In particolare, il suo coraggio di «dire apertamente la fede in Gesù in un’epoca di “apostasia silenziosa da parte dell’uomo sazio, che vive come se Dio non esistesse”», così come la sua audacia nel «difendere la famiglia, che è un progetto di Dio scritto a chiare note nel libro della vita». Un impegno, quest’ultimo, portato avanti mentre si stava propagando «confusione e pubblica aggressione verso la famiglia, nel tentativo folle di scrivere una anti-genesi, un controprogetto del Creatore».
Papa Wojtyla, ha aggiunto il porporato, ha avuto anche il coraggio di difendere «la vita umana — e tutta la vita umana — in un’epoca in cui si sta diffondendo la cultura dello scarto, come più volte si è espresso Papa Francesco». La passione per la difesa della vita, ha ricordato, «divenne un autentico urlo nella valle dei Templi, presso Agrigento».

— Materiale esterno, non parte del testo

#[cfg(test)]
mod tests {
    use super::*;
    use crate::codec::h264::H264;
    use crate::codec::mpeg4::Mpeg4;
    use crate::decoder::bridge::BufferId;
    use crate::decoder::bridge::OutputShape;
    use crate::decoder::geometry::negotiate;
    use crate::decoder::StreamCaps;
    use crate::engine::simulated::SimulatedEngine;
    use crate::memory::classify_region;
    use crate::memory::simulated::SimulatedMemory;
    use crate::memory::PhysAddr;
    use crate::Fraction;

    fn session(engine: &SimulatedEngine) -> CodecSession<SimulatedEngine> {
        session_with(engine, DecoderOptions::default())
    }

    fn session_with(
        engine: &SimulatedEngine,
        options: DecoderOptions,
    ) -> CodecSession<SimulatedEngine> {
        CodecSession::new(
            "test0",
            engine.clone(),
            TilerAllocator::new(SimulatedMemory::new()),
            Box::new(H264),
            options,
        )
    }

    fn geometry(width: i32, height: i32) -> Geometry {
        negotiate(&StreamCaps::new(width, height, Fraction::new(30, 1)), &H264).unwrap()
    }

    fn fake_output(id: i32) -> PreparedOutput {
        PreparedOutput {
            id: BufferId::new(id).unwrap(),
            luma: PhysAddr(0x6000_0000),
            chroma: PhysAddr(0x6800_0000),
            shape: OutputShape {
                luma_kind: MemoryKind::Tiled8,
                chroma_kind: MemoryKind::Tiled16,
                width: 320,
                height: 240,
            },
        }
    }

    #[test]
    fn state_machine() {
        let engine = SimulatedEngine::new();
        let mut session = session(&engine);
        assert_eq!(session.state(), SessionState::Closed);

        session.open_engine().unwrap();
        assert_eq!(session.state(), SessionState::EngineOpen);
        assert_eq!(engine.live_shared_blocks(), 7);

        session.create_codec(&geometry(320, 240)).unwrap();
        assert_eq!(session.state(), SessionState::CodecReady);

        // Recreating stays within the open engine.
        session.create_codec(&geometry(640, 480)).unwrap();
        assert_eq!(session.state(), SessionState::CodecReady);
        assert_eq!(engine.calls().open, 1);
        assert_eq!(engine.calls().create, 2);

        session.close_engine();
        assert_eq!(session.state(), SessionState::Closed);
        assert!(!engine.is_open());
        assert_eq!(engine.live_shared_blocks(), 0);
    }

    #[test]
    fn open_is_idempotent() {
        let engine = SimulatedEngine::new();
        let mut session = session(&engine);
        session.open_engine().unwrap();
        session.open_engine().unwrap();
        assert_eq!(engine.calls().open, 1);
        assert_eq!(engine.live_shared_blocks(), 7);
    }

    #[test]
    fn open_failure_leaves_session_closed() {
        let engine = SimulatedEngine::new();
        engine.fail_open(true);
        let mut session = session(&engine);

        let err = session.open_engine().unwrap_err();
        assert!(matches!(err, Error::EngineOpen { ref name } if name == "ivahd_vidsvr"));
        assert_eq!(session.state(), SessionState::Closed);
        assert_eq!(engine.live_shared_blocks(), 0);
    }

    #[test]
    fn block_allocation_failure_closes_the_engine() {
        let engine = SimulatedEngine::new();
        engine.set_shared_heap_limit(Some(4));
        let mut session = session(&engine);

        assert!(matches!(session.open_engine(), Err(Error::Allocation(_))));
        assert_eq!(session.state(), SessionState::Closed);
        assert!(!engine.is_open());
        assert_eq!(engine.live_shared_blocks(), 0);
    }

    #[test]
    fn close_is_idempotent() {
        let engine = SimulatedEngine::new();
        let mut session = session(&engine);
        session.close_engine();

        session.open_engine().unwrap();
        session.create_codec(&geometry(320, 240)).unwrap();
        session.close_engine();
        session.close_engine();

        assert_eq!(engine.calls().close, 1);
        assert_eq!(engine.live_shared_blocks(), 0);
        assert!(session.blocks().is_none());
    }

    #[test]
    fn creation_parameters() {
        let engine = SimulatedEngine::new();
        let mut session = session(&engine);
        session.open_engine().unwrap();
        session.create_codec(&geometry(1278, 719)).unwrap();

        let params = engine.last_params().unwrap();
        assert_eq!(params.max_width, 1280);
        assert_eq!(params.max_height, 720);
        assert_eq!(engine.last_codec_name().as_deref(), Some("ivahd_h264dec"));
        assert_eq!(engine.calls().control, 1);

        let in_bufs = &session.blocks().unwrap().in_bufs;
        assert_eq!(in_bufs.num_bufs, 1);
        assert_eq!(in_bufs.descs[0].mem_kind(), Some(MemoryKind::Raw));
        assert_eq!(
            classify_region(in_bufs.descs[0].buf),
            Some(MemoryKind::Raw)
        );
    }

    #[test]
    fn create_requires_an_open_engine() {
        let engine = SimulatedEngine::new();
        let mut session = session(&engine);
        assert!(matches!(
            session.create_codec(&geometry(320, 240)),
            Err(Error::InvalidState {
                state: SessionState::Closed,
                ..
            })
        ));
        assert_eq!(engine.calls().create, 0);
    }

    #[test]
    fn create_and_configure_failures() {
        let engine = SimulatedEngine::new();
        let mut session = session(&engine);
        session.open_engine().unwrap();

        engine.fail_create(true);
        assert!(matches!(
            session.create_codec(&geometry(320, 240)),
            Err(Error::CodecCreate {
                codec: "ivahd_h264dec"
            })
        ));
        assert_eq!(session.state(), SessionState::EngineOpen);

        engine.fail_create(false);
        engine.set_control_status(-1);
        assert!(matches!(
            session.create_codec(&geometry(320, 240)),
            Err(Error::CodecConfigure { status: -1 })
        ));
        assert_eq!(session.state(), SessionState::EngineOpen);
        assert_eq!(engine.calls().delete, 0);
    }

    #[test]
    fn input_allocation_failure() {
        let engine = SimulatedEngine::new();
        let memory = SimulatedMemory::new();
        memory.set_budget(Some(0));
        let mut session = CodecSession::new(
            "test0",
            engine.clone(),
            TilerAllocator::new(memory),
            Box::new(H264),
            DecoderOptions {
                delete_codec: true,
                ..Default::default()
            },
        );
        session.open_engine().unwrap();

        assert!(matches!(
            session.create_codec(&geometry(320, 240)),
            Err(Error::Allocation(_))
        ));
        assert_eq!(session.state(), SessionState::EngineOpen);
        assert_eq!(engine.calls().delete, 1);
    }

    #[test]
    fn codec_deletion_is_skipped_by_default() {
        let engine = SimulatedEngine::new();
        let mut session = session(&engine);
        session.open_engine().unwrap();
        session.create_codec(&geometry(320, 240)).unwrap();
        session.destroy_codec();
        assert_eq!(engine.calls().delete, 0);
        assert_eq!(session.state(), SessionState::EngineOpen);

        let mut session = session_with(
            &engine,
            DecoderOptions {
                delete_codec: true,
                ..Default::default()
            },
        );
        session.open_engine().unwrap();
        session.create_codec(&geometry(320, 240)).unwrap();
        session.close_engine();
        assert_eq!(engine.calls().delete, 1);
    }

    #[test]
    fn process_requires_a_codec() {
        let engine = SimulatedEngine::new();
        let mut session = session(&engine);
        assert!(matches!(
            session.process(),
            Err(Error::InvalidState {
                operation: "process",
                state: SessionState::Closed
            })
        ));

        session.open_engine().unwrap();
        assert!(matches!(
            session.process(),
            Err(Error::InvalidState {
                state: SessionState::EngineOpen,
                ..
            })
        ));
        assert_eq!(engine.calls().process, 0);
    }

    #[test]
    fn staged_input_and_process() {
        let engine = SimulatedEngine::new();
        let mut session = session(&engine);
        session.open_engine().unwrap();
        session.create_codec(&geometry(320, 240)).unwrap();

        let rest = session.push_input(&[0, 0, 0, 1, 0x65]).unwrap();
        assert!(rest.is_empty());
        session.bind_output(&fake_output(3)).unwrap();

        let blocks = session.blocks().unwrap();
        assert_eq!(blocks.in_args.num_bytes, 5);
        assert_eq!(blocks.in_args.input_id, 3);
        assert_eq!(blocks.in_bufs.descs[0].size, BufSize::Bytes(5));
        assert_eq!(blocks.out_bufs.num_bufs, 2);
        assert_eq!(
            blocks.out_bufs.descs[1].size,
            BufSize::Tiled {
                width: 320,
                height: 120
            }
        );
        assert_eq!(blocks.out_bufs.descs[1].mem_kind(), Some(MemoryKind::Tiled16));

        let output = session.process().unwrap();
        assert_eq!(output.output_ids, vec![3]);
        assert_eq!(output.freed_ids, vec![3]);
        assert!(!output.buffers_in_use);
    }

    #[test]
    fn process_error_carries_extended_code() {
        let engine = SimulatedEngine::new();
        engine.fail_process_at(0, -1, 0x0000_8010);
        let mut session = session(&engine);
        session.open_engine().unwrap();
        session.create_codec(&geometry(320, 240)).unwrap();
        session.push_input(&[1, 2, 3]).unwrap();
        session.bind_output(&fake_output(1)).unwrap();

        assert!(matches!(
            session.process(),
            Err(Error::Process {
                status: -1,
                extended_error: 0x8010
            })
        ));
    }

    #[test]
    fn oversized_input() {
        let engine = SimulatedEngine::new();
        let mut session = session(&engine);
        session.open_engine().unwrap();
        session.create_codec(&geometry(64, 64)).unwrap();

        let capacity = session.input.as_ref().unwrap().len();
        let data = vec![0u8; capacity + 1];
        assert!(matches!(
            session.push_input(&data),
            Err(Error::InputOverflow { len, .. }) if len == capacity + 1
        ));
    }

    #[test]
    fn flush_is_not_implemented() {
        let engine = SimulatedEngine::new();
        let mut session = session(&engine);
        session.open_engine().unwrap();
        session.flush().unwrap();

        session.create_codec(&geometry(320, 240)).unwrap();
        assert!(matches!(
            session.flush(),
            Err(Error::NotImplemented(Unimplemented::Flush))
        ));
    }

    #[test]
    fn variant_overrides_reach_the_engine() {
        let engine = SimulatedEngine::new();
        let mut session = CodecSession::new(
            "test0",
            engine.clone(),
            TilerAllocator::new(SimulatedMemory::new()),
            Box::new(Mpeg4),
            DecoderOptions::default(),
        );
        session.open_engine().unwrap();
        session.create_codec(&geometry(352, 288)).unwrap();

        assert_eq!(engine.last_codec_name().as_deref(), Some("ivahd_mpeg4dec"));
        assert_eq!(engine.last_dyn_params().unwrap().late_acquire_arg, Some(-1));
    }
}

Quindi il cardinale arciprete ha sottolineato l’intrepida opera del Pontefice polacco nel promuovere la pace «mentre soffiavano cupi venti di guerra»: in particolare nel 1991 e nel 2003, quando tentò con tutte le sue forze di impedire le due guerre del Golfo. Egli inoltre è andato incontro ai giovani «per liberarli dalla cultura del vuoto e dell’effimero e per invitarli ad accogliere Cristo, unica luce della vita e unico capace di dare pienezza di gioia al cuore umano». Per questo i giovani di tutto il mondo «hanno riconosciuto in Giovanni Paolo II un padre vero, una guida autentica, un educatore leale».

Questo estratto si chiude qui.